(8/13/2002) This chain letter is indicative of a frightening new trend in junk e-mail and has many people scratching their heads about whether to believe it.
SAMPLE CHAIN LETTER TEXT
As much as this hurts to do, I have to ask for help.Let me explain ! Im the poorest excuse for a human being ever.Im unemployed, uneducated, and uninsurable.In addition you wont look at me for very long Im unattractive actully down right ugly.I try every day to get a job but at 48 with no skills and no personality all the doors shut.For 35 years I tried to drink myself away, and almost succeded,but even at like the rest of my wortless self I failed. now the Doctors say I have to start cheomtherapy for the liver but I have no insurance.Im not a bad person I dont drink anymore or do bad things. I have thought of things like chain letters and such but I know its wrong and I wont do bad things, but I need help could you please send some money!! anything !! It would help I dont know what else to do but ask.I cant promise anything in return I dont have anything nor does it look like i will . At least its honest im not promising anything or lying !! Please reach into your heart !
you will really be helping just one person. here is my name and adress.If you like,include your E-mail adress and I do promise to tell you how much money is sent
Thank You For Listnening
END CHAIN LETTER TEXT
Unfortunately, e-beggars are a growing occurrence - some real, some scams, all of questionable value. The first noteworthy example was the March, 2002, request from Honey Starr. In July, 2002, Maria Serban left many scratching their heads with her request for money to buy a computer.

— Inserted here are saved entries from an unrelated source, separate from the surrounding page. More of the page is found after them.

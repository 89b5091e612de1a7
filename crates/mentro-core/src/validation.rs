//! Validation utilities for staged attachments

use std::path::Path;

use crate::error::ComposeError;

const FALLBACK_CONTENT_TYPE: &str = "application/octet-stream";

/// Guess the MIME type of a file from its extension.
pub fn content_type_for_filename(filename: &str) -> &'static str {
    let extension = Path::new(filename)
        .extension()
        .and_then(|e| e.to_str())
        .map(|e| e.to_lowercase())
        .unwrap_or_default();

    match extension.as_str() {
        // Images
        "jpg" | "jpeg" => "image/jpeg",
        "png" => "image/png",
        "gif" => "image/gif",
        "webp" => "image/webp",
        "avif" => "image/avif",
        "svg" => "image/svg+xml",
        "bmp" => "image/bmp",
        // Videos
        "mp4" => "video/mp4",
        "webm" => "video/webm",
        "mov" => "video/quicktime",
        "avi" => "video/x-msvideo",
        "mkv" => "video/x-matroska",
        "m4v" => "video/x-m4v",
        // Documents
        "pdf" => "application/pdf",
        "doc" => "application/msword",
        "docx" => "application/vnd.openxmlformats-officedocument.wordprocessingml.document",
        "ppt" => "application/vnd.ms-powerpoint",
        "pptx" => "application/vnd.openxmlformats-officedocument.presentationml.presentation",
        "xls" => "application/vnd.ms-excel",
        "xlsx" => "application/vnd.openxmlformats-officedocument.spreadsheetml.sheet",
        "txt" => "text/plain",
        "csv" => "text/csv",
        "zip" => "application/zip",
        _ => {
            tracing::debug!(
                extension = %extension,
                filename = %filename,
                "Unknown extension, using generic content type"
            );
            FALLBACK_CONTENT_TYPE
        }
    }
}

/// Make `filename` unique against the names for which `taken` returns true.
///
/// A counter is inserted before the extension: `photo.png` becomes `photo (1).png`,
/// then `photo (2).png`. Names without an extension get the counter appended.
pub fn disambiguate_file_name(filename: &str, taken: impl Fn(&str) -> bool) -> String {
    if !taken(filename) {
        return filename.to_string();
    }

    let (stem, extension) = match filename.rfind('.') {
        Some(idx) if idx > 0 => (&filename[..idx], &filename[idx..]),
        _ => (filename, ""),
    };

    let mut counter = 1usize;
    loop {
        let candidate = format!("{} ({}){}", stem, counter, extension);
        if !taken(&candidate) {
            return candidate;
        }
        counter += 1;
    }
}

/// Reject a file whose size exceeds `limit`. `None` means no limit.
pub fn validate_file_size(name: &str, size: u64, limit: Option<u64>) -> Result<(), ComposeError> {
    match limit {
        Some(limit) if size > limit => Err(ComposeError::FileTooLarge {
            name: name.to_string(),
            size,
            limit,
        }),
        _ => Ok(()),
    }
}
//! Hashtag input handling.
//!
//! Tags are compared by exact string equality including the `#` prefix. Case and
//! accents are kept as typed, so `#AI` and `#ai` are two different tags.

/// Key events the composer reacts to.
#[derive(Debug, Clone, Copy, PartialEq, Eq)]
pub enum Key {
    Enter,
    Comma,
    Backspace,
    Char(char),
    Other,
}

/// Ordered, de-duplicated list of `#`-prefixed tags.
#[derive(Debug, Clone, Default, PartialEq, Eq)]
pub struct HashtagComposer {
    tags: Vec<String>,
}

impl HashtagComposer {
    pub fn new() -> Self {
        Self::default()
    }

    /// Apply one key event to the tag list. Returns true when the list changed.
    ///
    /// Enter and comma commit the buffer as a tag and clear it. Backspace on an
    /// empty buffer removes the last tag. Editing the buffer for any other key is
    /// left to the caller.
    pub fn on_key(&mut self, buffer: &mut String, key: Key) -> bool {
        match key {
            Key::Enter | Key::Comma => {
                let trimmed = buffer.trim();
                let tag = trimmed.strip_prefix('#').unwrap_or(trimmed);
                if tag.is_empty() {
                    return false;
                }
                let tag = format!("#{}", tag);
                if self.tags.contains(&tag) {
                    tracing::debug!(tag = %tag, "Duplicate hashtag ignored");
                    return false;
                }
                self.tags.push(tag);
                buffer.clear();
                true
            }
            Key::Backspace if buffer.is_empty() => self.tags.pop().is_some(),
            _ => false,
        }
    }

    /// Remove an exact-match tag. Returns true when it was present.
    pub fn remove(&mut self, tag: &str) -> bool {
        let before = self.tags.len();
        self.tags.retain(|t| t != tag);
        self.tags.len() != before
    }

    pub fn tags(&self) -> &[String] {
        &self.tags
    }

    pub fn is_empty(&self) -> bool {
        self.tags.is_empty()
    }

    pub fn clear(&mut self) {
        self.tags.clear();
    }
}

Mr. Mangold's proposal originated in August, 2002, supposedly from email@example.com, a free e-mail account provided by a Spanish-language web portal based in Miami, Florida. Chain letters like this one are expressly forbidden in 123.com's terms of services. Consequences range from termination of services to invoicing the violator for costs incurred from the unauthorized use of their services. Not surprisingly, mail to the account bounces as undeliverable (either bogus from the start, or shut down for violations).
Another major problem is that what he is asking is basically illegal. He requests you send your assistance to a post office box in Chicago, Illinois. United States postal regulations prohibit individuals from soliciting money via postal mail without offering something of comparable value in return. Additionally, any money received is considered income by the Internal Revenue Service and is subject to taxation.
BreakTheChain.org recommends against responding to or participating in letters like this one in any way. Even if it is true (and there is definitely the possibility that it is a scam), it will most likely make the person's situation worse rather than better. Break this Chain.